Secondary spinal cord injury (SCI), a reversible pathological change, involves neural inflammation and apoptosis. This study explored how microRNA (miR)-488, an inflammatory regulator as reported affected secondary SCI. In vivo, Wistar rats were clipped on the spinal cord for SCI induction. In vitro, PC-12 cells were treated with lipopolysaccharide (LPS) to induce cell injuries to mimic the environment during the secondary SCI. Cell viability and apoptosis were measured by CCK-8 assay and flow cytometry. The levels of inflammation-related factors (interleukin (IL)-6, IL-1β and tumor necrosis factor (TNF)-α) in the serum and PC-12 cells were determined by ELISA. The expressions of miR-488, high mobility group box 1 (HMGB1), B-cell lymphoma 2 (Bcl-2), Bcl-2-associated X protein (Bax), cleaved caspase-3, toll-like receptor 4 (TLR4), phosphorylated (p)-p65 and total-p65 in rat spinal cord or PC-12 cells were analyzed by quantitative reverse transcription PCR or western blot. After SCI induction, rats exhibited low Basso-Beattie-Bresnahan scores, promoted the release of inflammation-related factors and downregulated miR-488. LPS treatment decreased cell viability, enhanced apoptosis and downregulated miR-488. Upregulating miR-488 neutralized LPS-induced releases of inflammation-related factors and expressions of Bax and cleaved caspase-3 and counteracted LPS-induced inhibition on Bcl-2 expression.
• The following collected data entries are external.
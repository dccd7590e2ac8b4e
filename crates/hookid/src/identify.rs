//! Startup identification pipeline
//!
//! Probe the file version, map the image to classify its variant, release the
//! mapping, then look the build up in the hook table.

use std::path::Path;

use serde::Serialize;
use tracing::{error, info};

use crate::config::IdentifyConfig;
use crate::debug_sig::ScanSource;
use crate::error::Result;
use crate::hooks::{HookEntry, TargetKind, resolve};
use crate::image::{MappedImage, PeImage};
use crate::variant::{Classification, ProcType, VariantFlags, classify};
use crate::version::{VersionQuad, probe_version};

/// Everything learned about an executable short of resolving it
#[derive(Debug, Clone, PartialEq, Eq, Serialize)]
pub struct ImageScan {
    pub version: VersionQuad,
    pub proc_type: ProcType,
    pub flags: VariantFlags,
    pub signature_probable: bool,
    pub signature_source: Option<ScanSource>,
    pub pdb_path: Option<String>,
    pub pdb_guid: Option<String>,
    pub pdb_age: Option<u32>,
}

impl ImageScan {
    fn new(version: VersionQuad, classification: Classification) -> Self {
        let Classification { flags, signature } = classification;
        let found = signature.signature.as_ref();
        Self {
            version,
            proc_type: flags.proc_type(),
            flags,
            signature_probable: signature.probable,
            signature_source: signature.source,
            pdb_path: found.map(|s| s.path.clone()),
            pdb_guid: found.map(|s| s.guid.to_string()),
            pdb_age: found.map(|s| s.age),
        }
    }
}

/// Where to hook a supported build
#[derive(Debug, Clone, PartialEq, Eq, Serialize)]
pub struct HookInfo {
    pub target: TargetKind,
    pub version: VersionQuad,
    pub proc_type: ProcType,
    pub region_locked: bool,
    pub hook_call_addr: u32,
    pub load_library_addr: u32,
    pub label: &'static str,
}

impl HookInfo {
    fn new(scan: &ImageScan, entry: &HookEntry) -> Self {
        Self {
            target: entry.target,
            version: scan.version,
            proc_type: scan.proc_type,
            region_locked: entry.region_locked,
            hook_call_addr: entry.hook_call_addr,
            load_library_addr: entry.load_library_addr,
            label: entry.label,
        }
    }

    /// Payload library to load, e.g. `nvse_1_4.dll`
    pub fn library_name(&self, stem: &str) -> String {
        format!("{}_{}.dll", stem, self.label)
    }
}

/// Version and variant of the executable at `path`.
pub fn scan<P: AsRef<Path>>(path: P, config: &IdentifyConfig) -> Result<ImageScan> {
    config.validate()?;
    let path = path.as_ref();

    let version = probe_version(path)?;
    info!("version = {:016X} ({})", version, version);

    let classification = {
        let mapped = MappedImage::open(path)?;
        let pe = PeImage::parse(mapped.bytes())?;
        classify(&pe, config)
    };

    Ok(ImageScan::new(version, classification))
}

/// Identify the executable at `path` and find its hook sites.
pub fn identify<P: AsRef<Path>>(
    path: P,
    target: TargetKind,
    config: &IdentifyConfig,
) -> Result<HookInfo> {
    let scan = scan(path, config)?;
    resolve_scan(&scan, target, config)
}

/// Look an already scanned executable up in the hook table.
pub fn resolve_scan(
    scan: &ImageScan,
    target: TargetKind,
    config: &IdentifyConfig,
) -> Result<HookInfo> {
    match resolve(scan.version, scan.flags, target).into_result(scan.version) {
        Ok(entry) => {
            let info = HookInfo::new(scan, entry);
            info!(
                "Resolved {} {} (hook call {:#010x}, load library {:#010x}) -> {}",
                target,
                info.label,
                info.hook_call_addr,
                info.load_library_addr,
                info.library_name(&config.library_stem)
            );
            Ok(info)
        }
        Err(e) => {
            error!("{}", e);
            Err(e)
        }
    }
}
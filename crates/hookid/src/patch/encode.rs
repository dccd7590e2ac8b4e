//! x86 relative branch encodings
//!
//! All arithmetic is modulo 2^32: the displacement is the wrapped difference
//! between the target and the end of the instruction, which is exactly what
//! the CPU adds back when it executes the branch.

use strum::{Display, EnumString, IntoStaticStr};

pub const OPCODE_CALL_REL32: u8 = 0xE8;
pub const OPCODE_JMP_REL32: u8 = 0xE9;
pub const OPCODE_TWO_BYTE: u8 = 0x0F;
pub const OPCODE_NOP: u8 = 0x90;

/// `E8/E9 rel32`
pub const REL_BRANCH_LEN: usize = 5;
/// `0F 8x rel32`
pub const REL_JCC_LEN: usize = 6;

/// Conditions for the near `Jcc rel32` form
#[derive(Debug, Clone, Copy, PartialEq, Eq, Hash, Display, EnumString, IntoStaticStr)]
#[strum(serialize_all = "lowercase")]
pub enum Condition {
    Jz,
    Jnz,
    Jle,
    Jg,
}

impl Condition {
    /// Second opcode byte after `0F`
    pub fn opcode(self) -> u8 {
        match self {
            Condition::Jz => 0x84,
            Condition::Jnz => 0x85,
            Condition::Jle => 0x8E,
            Condition::Jg => 0x8F,
        }
    }
}

/// Displacement for an instruction of `len` bytes at `source` reaching `target`
pub fn rel32(source: u32, len: u32, target: u32) -> u32 {
    target.wrapping_sub(source.wrapping_add(len))
}

pub fn encode_rel_jump(source: u32, target: u32) -> [u8; REL_BRANCH_LEN] {
    encode_rel_branch(OPCODE_JMP_REL32, source, target)
}

pub fn encode_rel_call(source: u32, target: u32) -> [u8; REL_BRANCH_LEN] {
    encode_rel_branch(OPCODE_CALL_REL32, source, target)
}

fn encode_rel_branch(opcode: u8, source: u32, target: u32) -> [u8; REL_BRANCH_LEN] {
    let disp = rel32(source, REL_BRANCH_LEN as u32, target).to_le_bytes();
    [opcode, disp[0], disp[1], disp[2], disp[3]]
}

pub fn encode_rel_jcc(condition: Condition, source: u32, target: u32) -> [u8; REL_JCC_LEN] {
    let disp = rel32(source, REL_JCC_LEN as u32, target).to_le_bytes();
    [
        OPCODE_TWO_BYTE,
        condition.opcode(),
        disp[0],
        disp[1],
        disp[2],
        disp[3],
    ]
}

pub fn nop_fill(len: usize) -> Vec<u8> {
    vec![OPCODE_NOP; len]
}

/// Any of the branch forms above
#[derive(Debug, Clone, Copy, PartialEq, Eq)]
pub enum Branch {
    Jump,
    Call,
    Conditional(Condition),
}

impl Branch {
    pub fn instruction_len(self) -> usize {
        match self {
            Branch::Jump | Branch::Call => REL_BRANCH_LEN,
            Branch::Conditional(_) => REL_JCC_LEN,
        }
    }

    pub fn encode(self, source: u32, target: u32) -> Vec<u8> {
        match self {
            Branch::Jump => encode_rel_jump(source, target).to_vec(),
            Branch::Call => encode_rel_call(source, target).to_vec(),
            Branch::Conditional(condition) => encode_rel_jcc(condition, source, target).to_vec(),
        }
    }
}

impl std::str::FromStr for Branch {
    type Err = strum::ParseError;

    fn from_str(s: &str) -> Result<Self, Self::Err> {
        match s {
            "jmp" | "jump" => Ok(Branch::Jump),
            "call" => Ok(Branch::Call),
            other => other.parse().map(Branch::Conditional),
        }
    }
}
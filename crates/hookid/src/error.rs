use std::path::PathBuf;

use thiserror::Error;

use crate::hooks::{BlockReason, UnknownVersion};
use crate::version::VersionQuad;

#[derive(Debug, Error)]
pub enum Error {
    #[error("IO error: {0}")]
    Io(#[from] std::io::Error),

    #[error("Failed to map {path:?} into memory: {message}")]
    Mapping { path: PathBuf, message: String },

    #[error("Malformed executable image: {0}")]
    MalformedImage(String),

    #[error("Couldn't retrieve EXE version information: {0}")]
    VersionUnavailable(String),

    #[error("{kind} (version = {version:016X})")]
    UnknownVersion {
        version: VersionQuad,
        kind: UnknownVersion,
    },

    #[error("{reason} (version = {version:016X})")]
    Blocked {
        version: VersionQuad,
        reason: BlockReason,
    },

    #[error("Failed to patch memory at address {address:#010x}: {message}")]
    PatchFailed { address: usize, message: String },

    #[error("Invalid configuration: {0}")]
    Config(String),
}

pub type Result<T> = std::result::Result<T, Error>;

impl Error {
    /// Check if this error is a "file not found" error
    pub fn is_not_found(&self) -> bool {
        matches!(self, Error::Io(e) if e.kind() == std::io::ErrorKind::NotFound)
    }

    /// Check if the build was recognised but deliberately refused
    pub fn is_blocked(&self) -> bool {
        matches!(self, Error::Blocked { .. })
    }
}
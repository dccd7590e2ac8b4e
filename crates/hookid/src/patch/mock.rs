//! In-memory code pages for patch tests

use std::collections::HashSet;

use super::memory::CodeMemory;
use crate::error::{Error, Result};

pub const PAGE_EXECUTE_READ: u32 = 0x20;
pub const PAGE_EXECUTE_READWRITE: u32 = 0x40;

/// In-memory stand-in for a process's code pages
///
/// Protection is tracked per byte. Writes to bytes that are not currently
/// writable fail the way an access violation would.
#[derive(Debug, Clone)]
pub struct MockCodeMemory {
    base: usize,
    bytes: Vec<u8>,
    protection: Vec<u32>,
    locked: Vec<(usize, usize)>,
    fail_flush: bool,
    flushed: Vec<(usize, usize)>,
    writes: usize,
}

impl MockCodeMemory {
    pub fn builder(base: usize, size: usize) -> MockCodeMemoryBuilder {
        MockCodeMemoryBuilder {
            memory: MockCodeMemory {
                base,
                bytes: vec![0xCC; size],
                protection: vec![PAGE_EXECUTE_READ; size],
                locked: Vec::new(),
                fail_flush: false,
                flushed: Vec::new(),
                writes: 0,
            },
        }
    }

    pub fn bytes_at(&self, address: usize, len: usize) -> &[u8] {
        let start = address - self.base;
        &self.bytes[start..start + len]
    }

    pub fn protection_at(&self, address: usize) -> u32 {
        self.protection[address - self.base]
    }

    /// Distinct protections currently in effect
    pub fn protections(&self) -> HashSet<u32> {
        self.protection.iter().copied().collect()
    }

    pub fn flushed(&self) -> &[(usize, usize)] {
        &self.flushed
    }

    pub fn writes(&self) -> usize {
        self.writes
    }

    fn range(&self, address: usize, len: usize) -> Result<std::ops::Range<usize>> {
        let start = address
            .checked_sub(self.base)
            .filter(|start| start + len <= self.bytes.len())
            .ok_or_else(|| fault(address, "address not mapped"))?;
        Ok(start..start + len)
    }
}

fn fault(address: usize, message: &str) -> Error {
    Error::PatchFailed {
        address,
        message: message.to_string(),
    }
}

impl CodeMemory for MockCodeMemory {
    fn read(&self, address: usize, len: usize) -> Result<Vec<u8>> {
        let range = self.range(address, len)?;
        Ok(self.bytes[range].to_vec())
    }

    fn unprotect(&mut self, address: usize, len: usize) -> Result<u32> {
        let range = self.range(address, len)?;
        let end = address + len;
        if self
            .locked
            .iter()
            .any(|&(start, stop)| address < stop && start < end)
        {
            return Err(fault(address, "VirtualProtect failed: access denied"));
        }
        let previous = self.protection[range.start];
        self.protection[range].fill(PAGE_EXECUTE_READWRITE);
        Ok(previous)
    }

    fn reprotect(&mut self, address: usize, len: usize, previous: u32) -> Result<()> {
        let range = self.range(address, len)?;
        self.protection[range].fill(previous);
        Ok(())
    }

    fn copy_in(&mut self, address: usize, bytes: &[u8]) -> Result<()> {
        let range = self.range(address, bytes.len())?;
        if self.protection[range.clone()]
            .iter()
            .any(|&p| p != PAGE_EXECUTE_READWRITE)
        {
            return Err(fault(address, "access violation"));
        }
        self.bytes[range].copy_from_slice(bytes);
        self.writes += 1;
        Ok(())
    }

    fn flush_instruction_cache(&mut self, address: usize, len: usize) -> Result<()> {
        if self.fail_flush {
            return Err(fault(address, "FlushInstructionCache failed"));
        }
        self.flushed.push((address, len));
        Ok(())
    }
}

pub struct MockCodeMemoryBuilder {
    memory: MockCodeMemory,
}

impl MockCodeMemoryBuilder {
    pub fn with_bytes(mut self, address: usize, bytes: &[u8]) -> Self {
        let start = address - self.memory.base;
        self.memory.bytes[start..start + bytes.len()].copy_from_slice(bytes);
        self
    }

    /// Refuse protection changes for `[address, address + len)`
    pub fn locked(mut self, address: usize, len: usize) -> Self {
        self.memory.locked.push((address, address + len));
        self
    }

    pub fn failing_flush(mut self) -> Self {
        self.memory.fail_flush = true;
        self
    }

    pub fn build(self) -> MockCodeMemory {
        self.memory
    }
}
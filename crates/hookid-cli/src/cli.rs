use std::path::PathBuf;

use clap::{Parser, Subcommand, ValueEnum};
use hookid::{Branch, Condition};

#[derive(Parser)]
#[command(name = "hookid")]
#[command(version, about = "Executable build identification and hook address lookup")]
pub struct Cli {
    /// Log every stage, including the raw version resource fields
    #[arg(short, long, global = true)]
    pub verbose: bool,

    #[command(subcommand)]
    pub command: Command,
}

#[derive(Subcommand)]
pub enum Command {
    /// Identify an executable and print where to hook it
    Identify {
        exe: PathBuf,

        /// Look the build up in the editor table instead of the runtime one
        #[arg(long)]
        editor: bool,

        /// Print the result as JSON
        #[arg(long)]
        json: bool,

        /// TOML file overriding the identification settings
        #[arg(short, long, env = "HOOKID_CONFIG")]
        config: Option<PathBuf>,

        /// Prefix of the payload library name
        #[arg(long)]
        library_stem: Option<String>,
    },

    /// List the section table of an executable
    Sections { exe: PathBuf },

    /// Encode a relative branch from one address to another
    Encode {
        #[arg(value_enum)]
        kind: BranchKind,

        /// Address of the instruction (hex)
        #[arg(long)]
        from: String,

        /// Branch target (hex)
        #[arg(long)]
        to: String,
    },

    /// Print the built-in table of supported builds
    Table {
        #[arg(long)]
        json: bool,
    },
}

#[derive(Debug, Clone, Copy, PartialEq, Eq, ValueEnum)]
pub enum BranchKind {
    Jump,
    Call,
    Jz,
    Jnz,
    Jle,
    Jg,
}

impl From<BranchKind> for Branch {
    fn from(kind: BranchKind) -> Self {
        match kind {
            BranchKind::Jump => Branch::Jump,
            BranchKind::Call => Branch::Call,
            BranchKind::Jz => Branch::Conditional(Condition::Jz),
            BranchKind::Jnz => Branch::Conditional(Condition::Jnz),
            BranchKind::Jle => Branch::Conditional(Condition::Jle),
            BranchKind::Jg => Branch::Conditional(Condition::Jg),
        }
    }
}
MiR-488 directly targeted HMGB1 and miR-488 mimic decreased LPS-induced HMGB1 expression. Overexpressing HMGB1 counteracted miR-488 mimic-induced decreases in the expressions of TLR4 and p-p65 and the ratio of p-p65 to Total-p65 in LPS-treated PC-12 cells. MiR-488 inhibited neural inflammation and apoptosis in SCI via its binding with HMGB1-mediated restraint on the TLR4/NF-κB signaling pathway.